DATA SECTION:
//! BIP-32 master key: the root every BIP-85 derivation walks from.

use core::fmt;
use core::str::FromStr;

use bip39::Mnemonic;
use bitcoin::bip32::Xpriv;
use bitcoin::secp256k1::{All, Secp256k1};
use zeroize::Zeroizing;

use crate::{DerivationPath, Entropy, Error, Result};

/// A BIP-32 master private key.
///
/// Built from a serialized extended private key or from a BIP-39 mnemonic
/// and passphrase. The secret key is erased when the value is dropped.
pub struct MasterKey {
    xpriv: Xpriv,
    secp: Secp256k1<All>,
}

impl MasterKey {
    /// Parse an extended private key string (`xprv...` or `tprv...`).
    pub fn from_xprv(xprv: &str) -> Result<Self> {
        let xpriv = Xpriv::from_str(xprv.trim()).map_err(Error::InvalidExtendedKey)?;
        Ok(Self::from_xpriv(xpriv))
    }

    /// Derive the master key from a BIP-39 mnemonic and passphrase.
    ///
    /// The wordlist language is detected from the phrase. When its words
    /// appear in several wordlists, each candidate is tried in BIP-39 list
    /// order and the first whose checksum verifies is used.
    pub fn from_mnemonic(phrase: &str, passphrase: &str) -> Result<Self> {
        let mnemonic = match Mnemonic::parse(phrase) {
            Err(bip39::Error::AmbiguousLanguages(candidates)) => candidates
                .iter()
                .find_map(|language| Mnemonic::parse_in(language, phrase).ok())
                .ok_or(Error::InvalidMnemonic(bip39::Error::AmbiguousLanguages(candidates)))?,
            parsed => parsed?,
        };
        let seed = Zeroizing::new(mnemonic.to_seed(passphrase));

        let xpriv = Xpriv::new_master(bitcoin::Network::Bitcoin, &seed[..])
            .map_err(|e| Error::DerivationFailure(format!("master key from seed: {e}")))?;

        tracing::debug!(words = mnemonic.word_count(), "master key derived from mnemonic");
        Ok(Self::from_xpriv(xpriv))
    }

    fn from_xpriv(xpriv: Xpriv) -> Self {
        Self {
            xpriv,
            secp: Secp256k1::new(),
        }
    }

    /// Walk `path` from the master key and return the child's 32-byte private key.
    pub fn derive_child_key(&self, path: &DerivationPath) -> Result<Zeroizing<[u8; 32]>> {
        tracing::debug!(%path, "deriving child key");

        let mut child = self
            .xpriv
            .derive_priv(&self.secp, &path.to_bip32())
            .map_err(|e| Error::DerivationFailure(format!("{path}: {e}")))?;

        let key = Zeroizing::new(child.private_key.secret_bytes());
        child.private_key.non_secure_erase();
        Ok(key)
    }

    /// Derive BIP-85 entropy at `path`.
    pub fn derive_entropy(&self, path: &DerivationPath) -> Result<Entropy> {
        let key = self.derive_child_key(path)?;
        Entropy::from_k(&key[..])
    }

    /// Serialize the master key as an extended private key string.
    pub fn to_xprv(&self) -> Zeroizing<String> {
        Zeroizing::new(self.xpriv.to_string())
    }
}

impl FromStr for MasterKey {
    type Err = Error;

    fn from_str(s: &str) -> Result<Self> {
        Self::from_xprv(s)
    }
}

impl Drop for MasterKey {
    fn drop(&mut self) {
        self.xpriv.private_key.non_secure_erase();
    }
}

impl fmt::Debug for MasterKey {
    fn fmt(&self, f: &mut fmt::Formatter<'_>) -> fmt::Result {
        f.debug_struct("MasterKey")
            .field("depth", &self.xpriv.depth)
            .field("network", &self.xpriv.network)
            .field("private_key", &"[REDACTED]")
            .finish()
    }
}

EXERCISE AIM: Would you please write out the entries again exactly?

OUTPUT OF THE EXERCISE:
//! BIP-32 master key: the root every BIP-85 derivation walks from.

use core::fmt;
use core::str::FromStr;

use bip39::Mnemonic;
use bitcoin::bip32::Xpriv;
use bitcoin::secp256k1::{All, Secp256k1};
use zeroize::Zeroizing;

use crate::{DerivationPath, Entropy, Error, Result};

/// A BIP-32 master private key.
///
/// Built from a serialized extended private key or from a BIP-39 mnemonic
/// and passphrase. The secret key is erased when the value is dropped.
pub struct MasterKey {
    xpriv: Xpriv,
    secp: Secp256k1<All>,
}

impl MasterKey {
    /// Parse an extended private key string (`xprv...` or `tprv...`).
    pub fn from_xprv(xprv: &str) -> Result<Self> {
        let xpriv = Xpriv::from_str(xprv.trim()).map_err(Error::InvalidExtendedKey)?;
        Ok(Self::from_xpriv(xpriv))
    }

    /// Derive the master key from a BIP-39 mnemonic and passphrase.
    ///
    /// The wordlist language is detected from the phrase. When its words
    /// appear in several wordlists, each candidate is tried in BIP-39 list
    /// order and the first whose checksum verifies is used.
    pub fn from_mnemonic(phrase: &str, passphrase: &str) -> Result<Self> {
        let mnemonic = match Mnemonic::parse(phrase) {
            Err(bip39::Error::AmbiguousLanguages(candidates)) => candidates
                .iter()
                .find_map(|language| Mnemonic::parse_in(language, phrase).ok())
                .ok_or(Error::InvalidMnemonic(bip39::Error::AmbiguousLanguages(candidates)))?,
            parsed => parsed?,
        };
        let seed = Zeroizing::new(mnemonic.to_seed(passphrase));

        let xpriv = Xpriv::new_master(bitcoin::Network::Bitcoin, &seed[..])
            .map_err(|e| Error::DerivationFailure(format!("master key from seed: {e}")))?;

        tracing::debug!(words = mnemonic.word_count(), "master key derived from mnemonic");
        Ok(Self::from_xpriv(xpriv))
    }

    fn from_xpriv(xpriv: Xpriv) -> Self {
        Self {
            xpriv,
            secp: Secp256k1::new(),
        }
    }

    /// Walk `path` from the master key and return the child's 32-byte private key.
    pub fn derive_child_key(&self, path: &DerivationPath) -> Result<Zeroizing<[u8; 32]>> {
        tracing::debug!(%path, "deriving child key");

        let mut child = self
            .xpriv
            .derive_priv(&self.secp, &path.to_bip32())
            .map_err(|e| Error::DerivationFailure(format!("{path}: {e}")))?;

        let key = Zeroizing::new(child.private_key.secret_bytes());
        child.private_key.non_secure_erase();
        Ok(key)
    }

    /// Derive BIP-85 entropy at `path`.
    pub fn derive_entropy(&self, path: &DerivationPath) -> Result<Entropy> {
        let key = self.derive_child_key(path)?;
        Entropy::from_k(&key[..])
    }

    /// Serialize the master key as an extended private key string.
    pub fn to_xprv(&self) -> Zeroizing<String> {
        Zeroizing::new(self.xpriv.to_string())
    }
}

impl FromStr for MasterKey {
    type Err = Error;

    fn from_str(s: &str) -> Result<Self> {
        Self::from_xprv(s)
    }
}

impl Drop for MasterKey {
    fn drop(&mut self) {
        self.xpriv.private_key.non_secure_erase();
    }
}

impl fmt::Debug for MasterKey {
    fn fmt(&self, f: &mut fmt::Formatter<'_>) -> fmt::Result {
        f.debug_struct("MasterKey")
            .field("depth", &self.xpriv.depth)
            .field("network", &self.xpriv.network)
            .field("private_key", &"[REDACTED]")
            .finish()
    }
}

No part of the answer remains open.